In Conjunction With OutsideTV.com and Osprey Packs
Osito is a poodle, which may explain why he’s never been an animal person. I’ve tried to convince him otherwise over the past ten and a half years. We’ve gone through cows, hippos, squirrels, and a warthog, but these are all temporary fascinations of mine, and of little consequence to the poodle. Somehow, I thought the turtle would be different.
It started in Kenya. This past October, Peter and I were on the northern coast, on a sunrise jaunt to 16th Century ruins, when our guide Eddy asked us: “Do you want to see the turtles? Fresh turtles?”
The waves were broiling gray with beauty in their breaks and garbage in their bellies. The shores were filled with plastic bottle rings, wrappers, golf balls, and flip-flop shards. “Where?” I asked.
Thirty feet off shore, over a sand rise, a man perched over a hole and dug into the ground with his hands. Inside, a hundred newborn turtles the size of chestnuts blindly crawled over each other and their discarded shells. “Careful of the dead ones,” the man said, pointing to a mound of lifeless or slow moving flippers on the side. He covered those with a handful of sand, and reached inside for a live one for me to hold.
I grasped the hours-old turtle with her white underbelly between my thumb and forefinger. She put up with it. She tried out the cool air and wind-milled her flippers in opposite and unsynchronized directions. She bobbled her head in an effort to see through still unopened eye slits covered in sand. I was in charge of her until I slid her back into the two-foot-deep hole with her dozens of brothers and sisters. She was covered in sand, and left to grow up—hopefully strong enough to leave the hole and join the ocean.
Right about now, I could talk about ocean health and green turtles and all the amazing things they do. But this is not a story about a turtle; this is a story about a poodle. A poodle that I tried to convince to be like a turtle, via a frog.
People wonder how I have a dog. Sometimes they ask, sometimes they realize it’s rude to ask. I usually answer regardless. “I have friends,” I say, “good friends. And a poodle that’s easy to love.”
For me, it’s that simple. And it works, because there’s Pete, who gets the double cheeseburger deal and gives one to Osito. Who, when asked, via text from NH, how long it takes a poodle to eat a cheeseburger, told me five seconds flat. And that’s with mouth cancer. There’s Leigh, Deanne, Gannet, Katy, Elizabeth, Alec, Amy… and that’s just the last three months.
For over a decade a village has raised the poodle—a village that moves and reforms wherever we go. In the past eighteen months, the care has changed. There’s the cancer, and two torn knees. There’s the stairs they he intermittently can’t get up or down. But there is also the will of a poodle—something I’ve started to infuse with the hope of a turtle.
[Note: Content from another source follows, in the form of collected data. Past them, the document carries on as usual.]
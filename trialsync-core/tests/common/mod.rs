// SPDX-FileCopyrightText: 2026 Mattia Egloff <mattia.egloff@pm.me>
//
// SPDX-License-Identifier: GPL-3.0-or-later

//! Common Test Utilities
//!
//! Shared fixtures for the device-side integration tests.

#![allow(dead_code)]

use std::sync::Arc;

use time::macros::datetime;
use time::OffsetDateTime;
use trialsync_core::event::{EventDraft, Severity};
use trialsync_core::store::EventStore;
use trialsync_core::temporal::FixedClock;

pub const PATIENT: &str = "patient-001";
pub const OTHER_PATIENT: &str = "patient-002";
pub const DEVICE: &str = "device-aaa";

/// Device clock used by most tests: the evening of the scenario day.
pub const NOW: OffsetDateTime = datetime!(2026-01-05 18:00 UTC);

pub fn test_clock() -> Arc<FixedClock> {
    Arc::new(FixedClock::new(NOW))
}

pub fn test_store() -> (EventStore, Arc<FixedClock>) {
    let clock = test_clock();
    let store = EventStore::in_memory(clock.clone()).unwrap();
    (store, clock)
}

/// A recorded episode of `PATIENT` with severity 3.
pub fn episode(start: OffsetDateTime, end: OffsetDateTime) -> EventDraft {
    EventDraft::recorded(PATIENT, DEVICE, start)
        .with_end(end)
        .with_severity(Severity::new(3).unwrap())
}

/// A recorded instant of `PATIENT` without an end.
pub fn instant(at: OffsetDateTime) -> EventDraft {
    EventDraft::recorded(PATIENT, DEVICE, at).with_severity(Severity::new(2).unwrap())
}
When I returned from Kenya I set about teaching Osito how to make the sign of the turtle. Since he was diagnosed with cancer I’ve been telling him he’s a baby poodle. Seeing as he was not supposed to make it more than two weeks, 1.5 years ago, it’s clearly working.
Poodles are smart. They learn quickly. However, I was building a house when I got the poodle and unfortunately instead of learning tricks, Osito learned how to chew on drywall and how to not wander in the line of fire of the stucco gun. Thankfully, the sign of the turtle is fairly simple and involves lying on your back and extending your paw/flipper/hand in salute.
Osito wont have it. Day after day I rub his tummy and gently maneuver his paw. But always, at the last minute, Osito rebels. A few weeks ago, I realized he might not want to be a baby turtle. So I bought him a frog.
It’s hard to find a good stuffed turtle in Boulder. That’s why we have Frog Named Turtle. He’s green, and has to do with water. He’s the new house mascot. Osito is indifferent to him. I have a subversive Frog Named Turtle campaign, tucking him under Osito’s paw while he sleeps, sitting him up against his belly when he’s awake. With two bum-knees, the poodle’s a bit slower on the go, and so mostly he puts up with it. Occasionally, though, I have found the frog named turtle stranded in the corner of a room, legs akimbo, alone. And then I wonder.
Poodles—giant, magnificent ones with brilliant hair cut all the same length—are not supposed to live forever. I understand this as I deny it. Life balances death, and death balances life. I felt all of this on the beach in Kenya, when all I wanted to do after holding the baby turtle was see my poodle. It’s three months later and I’m not ready for Osito to shift his balance. And so I work with the hope of a turtle that’s really a frog on a poodle.